1) Know what works for you.

I always did it cold-turkey. That doesn’t work for me. I am an obsessive-compulsive person and if I make a big change I tend to get anxious. So I took it one day at a time. Yes, like an addict.

2) Instead of no smoking at all, try decreasing the amount.

I smoked 30 cigarettes a day. I made sure to write it down. I started to count my cigarettes. For 1 month I limited myself to 20 cigarettes a day. For the next month 15, then each month I would subtract 5. When I reached the final number I smoked 3 a day for a week until my body started to need them less.

3) Dont worry about the weight.

The infamous quote: “I don’t want to stop smoking because I will gain some pounds”. Well how did you lose those pounds in the first place?

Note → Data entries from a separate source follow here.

#[cfg(test)]
mod tests {
    use super::*;
    use serde_json::json;
    use std::io::Write;

    fn spec(yaml: &str) -> PipelineSpec {
        serde_yaml::from_str(yaml).unwrap()
    }

    fn strings(values: &[&str]) -> Vec<Value> {
        values.iter().map(|value| Value::from(*value)).collect()
    }

    const DOUBLED_SUM: &str = r#"
version: 1
name: doubled-sum
input: String
filter:
  predicate: { kind: Regex, value: "[0-9]+" }
transform:
  - function: { kind: ToLong }
  - name: double
    function: { kind: MultiplyBy, by: 2 }
aggregate:
  operator: { kind: Sum }
"#;

    #[test]
    fn validates_minimal_pipeline() {
        let spec = PipelineSpec {
            version: SUPPORTED_PIPELINE_VERSION,
            name: Some("smoke".to_string()),
            description: None,
            input: Some("Long".to_string()),
            record: None,
            types: Vec::new(),
            filter: None,
            transform: vec![TransformStage {
                name: None,
                function: json!({ "kind": "ToString" }),
                select: None,
                project: None,
            }],
            aggregate: None,
        };
        assert!(spec.validate().is_ok());
    }

    #[test]
    fn collects_every_validation_issue() {
        let spec = PipelineSpec {
            version: 2,
            name: Some(" ".to_string()),
            description: None,
            input: Some("Long".to_string()),
            record: Some(vec!["Long".to_string()]),
            types: Vec::new(),
            filter: Some(FilterStage {
                predicate: json!("Exists"),
                select: Some(Vec::new()),
            }),
            transform: vec![TransformStage {
                name: Some("t".to_string()),
                function: json!({ "by": 2 }),
                select: None,
                project: Some(vec![0]),
            }],
            aggregate: None,
        };

        let err = spec.validate().expect_err("expected validation failure").to_string();
        assert!(err.starts_with("Pipeline has 7 problem(s):"));
        assert!(err.contains("version 2 is not supported"));
        assert!(err.contains("name cannot be empty"));
        assert!(err.contains("mutually exclusive"));
        assert!(err.contains("filter: operation document must be a JSON object"));
        assert!(err.contains("filter: `select` cannot be empty"));
        assert!(err.contains("transform[0] (`t`): operation document has no string `kind` field"));
        assert!(err.contains("transform[0] (`t`): `project` requires `select`"));
    }

    #[test]
    fn rejects_empty_pipeline() {
        let err = spec("version: 1\ninput: String\n").validate().unwrap_err();
        assert!(err.to_string().contains("at least one of"));
    }

    #[test]
    fn runs_filter_transform_aggregate() {
        let pipeline = Pipeline::build(&spec(DOUBLED_SUM), &OperationCatalog::builtin()).unwrap();
        let report = pipeline.run(strings(&["1", "x", "20"])).unwrap();

        assert_eq!(report.input_count, 3);
        assert_eq!(report.filtered_out, 1);
        assert_eq!(report.outputs, vec![Value::Long(2), Value::Long(40)]);
        assert_eq!(report.aggregate, Some(Value::Long(42)));

        let stages: Vec<_> = pipeline
            .describe()
            .iter()
            .map(|stage| format!("{}: {} -> {}", stage.stage, stage.input, stage.output))
            .collect();
        assert_eq!(
            stages,
            vec![
                "filter: String -> Boolean",
                "transform[0]: Object -> Long",
                "transform[1] (`double`): Number -> Number",
                "aggregate: (Number, Number) -> Number",
            ]
        );
        assert!(pipeline.unknown_stages().is_empty());
    }

    #[test]
    fn rejects_incompatible_transform_chain() {
        let spec = spec(
            r#"
input: String
transform:
  - function: { kind: MultiplyBy, by: 2 }
"#,
        );
        let err = Pipeline::build(&spec, &OperationCatalog::builtin()).unwrap_err();
        assert!(format!("{err:#}").contains("transform[0]: `String` cannot feed input `Number`"));
    }

    #[test]
    fn rejects_incompatible_aggregate() {
        let spec = spec(
            r#"
input: String
aggregate:
  operator: { kind: Sum }
"#,
        );
        let err = Pipeline::build(&spec, &OperationCatalog::builtin()).unwrap_err();
        assert!(err.to_string().contains("aggregate: `String` elements cannot be folded"));
    }

    #[test]
    fn runs_record_pipeline_with_tuple_adapters() {
        let spec = spec(
            r#"
record: [String, Long]
filter:
  predicate: { kind: IsMoreThan, value: 1 }
  select: [1]
transform:
  - function: { kind: ToLong }
    select: [0]
    project: [0]
  - function: { kind: Concat, separator: ":" }
    select: [0, 1]
aggregate:
  operator: { kind: StringConcat, separator: ";" }
"#,
        );
        let pipeline = Pipeline::build(&spec, &OperationCatalog::builtin()).unwrap();
        assert_eq!(pipeline.describe()[1].output, "(Long, Long)");

        let rows = vec![
            Value::from(json!(["7", 5])),
            Value::from(json!(["8", 1])),
            Value::from(json!(["9", 3])),
        ];
        let report = pipeline.run(rows).unwrap();
        assert_eq!(report.filtered_out, 1);
        assert_eq!(report.aggregate, Some(Value::from("7:5;9:3")));
    }

    #[test]
    fn aggregates_selected_record_slot() {
        let spec = spec(
            r#"
record: [String, Long]
aggregate:
  operator: { kind: Sum }
  select: [1]
"#,
        );
        let pipeline = Pipeline::build(&spec, &OperationCatalog::builtin()).unwrap();
        let report = pipeline
            .run(vec![Value::from(json!(["a", 1])), Value::from(json!(["b", 5]))])
            .unwrap();
        assert_eq!(report.aggregate, Some(Value::from(json!(["a", 6]))));
    }

    #[test]
    fn rejects_inputs_that_do_not_match_the_element() {
        let pipeline = Pipeline::build(&spec(DOUBLED_SUM), &OperationCatalog::builtin()).unwrap();
        let err = pipeline.run(vec![Value::Long(3)]).unwrap_err();
        assert!(format!("{err:#}").contains("input 0 does not match element `String`"));
    }

    #[test]
    fn declares_pipeline_types() {
        let spec = spec(
            r#"
input: UserId
types: ["class UserId extends Long"]
transform:
  - function: { kind: MultiplyBy, by: 10 }
"#,
        );
        let pipeline = Pipeline::build(&spec, &OperationCatalog::builtin()).unwrap();
        assert_eq!(pipeline.describe()[0].input, "Number");
        assert!(pipeline.catalog().registry().get_named("UserId").is_some());
    }

    #[test]
    fn reports_unknown_stages() {
        let spec = spec(
            r#"
input: Long
transform:
  - function: { kind: Identity }
"#,
        );
        let pipeline = Pipeline::build(&spec, &OperationCatalog::builtin()).unwrap();
        let unknown = pipeline.unknown_stages();
        assert_eq!(unknown.len(), 1);
        assert_eq!(unknown[0].kind, "Identity");
    }

    #[test]
    fn loads_yaml_and_json_by_extension() {
        let dir = tempfile::tempdir().unwrap();

        let yaml_path = dir.path().join("pipeline.yaml");
        fs::File::create(&yaml_path)
            .unwrap()
            .write_all(DOUBLED_SUM.as_bytes())
            .unwrap();
        let loaded = PipelineSpec::load_from_path(&yaml_path).unwrap();
        assert_eq!(loaded.name.as_deref(), Some("doubled-sum"));

        let json_path = dir.path().join("pipeline.json");
        fs::write(&json_path, serde_json::to_string(&loaded).unwrap()).unwrap();
        let reloaded = PipelineSpec::load_from_path(&json_path).unwrap();
        assert_eq!(reloaded.transform.len(), 2);

        let bad_path = dir.path().join("bad.json");
        fs::write(&bad_path, "{ not json").unwrap();
        let err = PipelineSpec::load_from_path(&bad_path).unwrap_err();
        assert!(err.to_string().starts_with("Failed to load pipeline"));
        assert!(format!("{err:#}").contains("pipeline document is not valid JSON"));

        let toml_path = dir.path().join("pipeline.toml");
        fs::write(&toml_path, "version = 1").unwrap();
        let err = PipelineSpec::load_from_path(&toml_path).unwrap_err();
        assert!(err.to_string().contains("unsupported extension `.toml`"));

        let invalid_path = dir.path().join("invalid.yml");
        fs::write(&invalid_path, "version: 1\nname: broken\ninput: String\n").unwrap();
        let err = PipelineSpec::load_from_path(&invalid_path).unwrap_err();
        assert!(err.to_string().contains("is not runnable"));
        assert!(format!("{err:#}").contains("Pipeline `broken` has 1 problem(s)"));
    }

    #[test]
    fn validates_declarations_and_record_indices() {
        let err = spec(
            r#"
name: indices
record: [String, "List<", "?"]
types: ["struct Nope"]
filter:
  predicate: { kind: Exists }
  select: [3]
transform:
  - function: { kind: ToLong }
    select: [1]
    project: [0, 5]
  - function: { kind: ToString }
    select: [0]
  - function: { kind: ToLong }
    select: [9]
aggregate:
  operator: { kind: Sum }
  select: [7]
"#,
        )
        .validate()
        .unwrap_err()
        .to_string();

        assert!(err.starts_with("Pipeline `indices` has 4 problem(s):"));
        assert!(err.contains("types[0]:"));
        assert!(err.contains("record[1]:"));
        assert!(err.contains("filter: select index 3 is outside the 3-slot record"));
        assert!(err.contains("transform[0]: project index 5 is outside the 3-slot record"));
        // transform[1] replaces the record, so later indices cannot be checked yet.
        assert!(!err.contains("index 9"));
        assert!(!err.contains("index 7"));

        let err = spec("input: \"List<\"\ntransform:\n  - function: { kind: ToString }\n")
            .validate()
            .unwrap_err();
        assert!(err.to_string().contains("input:"));
    }
}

You will get anxious but you have to get it together. Your mind is stronger than your urge.

4) Try some exercise to drain the anxiety.

I started doing yoga while I was “quitting”. It helped me focus on my health instead of smoking. I was more calm and more focused. I did notice that I was not getting out of breath while running.

5) Dont tell yourself “never again”.

This may sound a little controversial but has worked for me for 6 years. I don’t tell myself “I will never smoke again”. My mind simply does not process the “never again” fact. I just take it one day at a time. I tell myself in the morning “today I wont smoke, maybe tomorrow, but not today”. Yes, I do this everyday and I’m feeling wonderful.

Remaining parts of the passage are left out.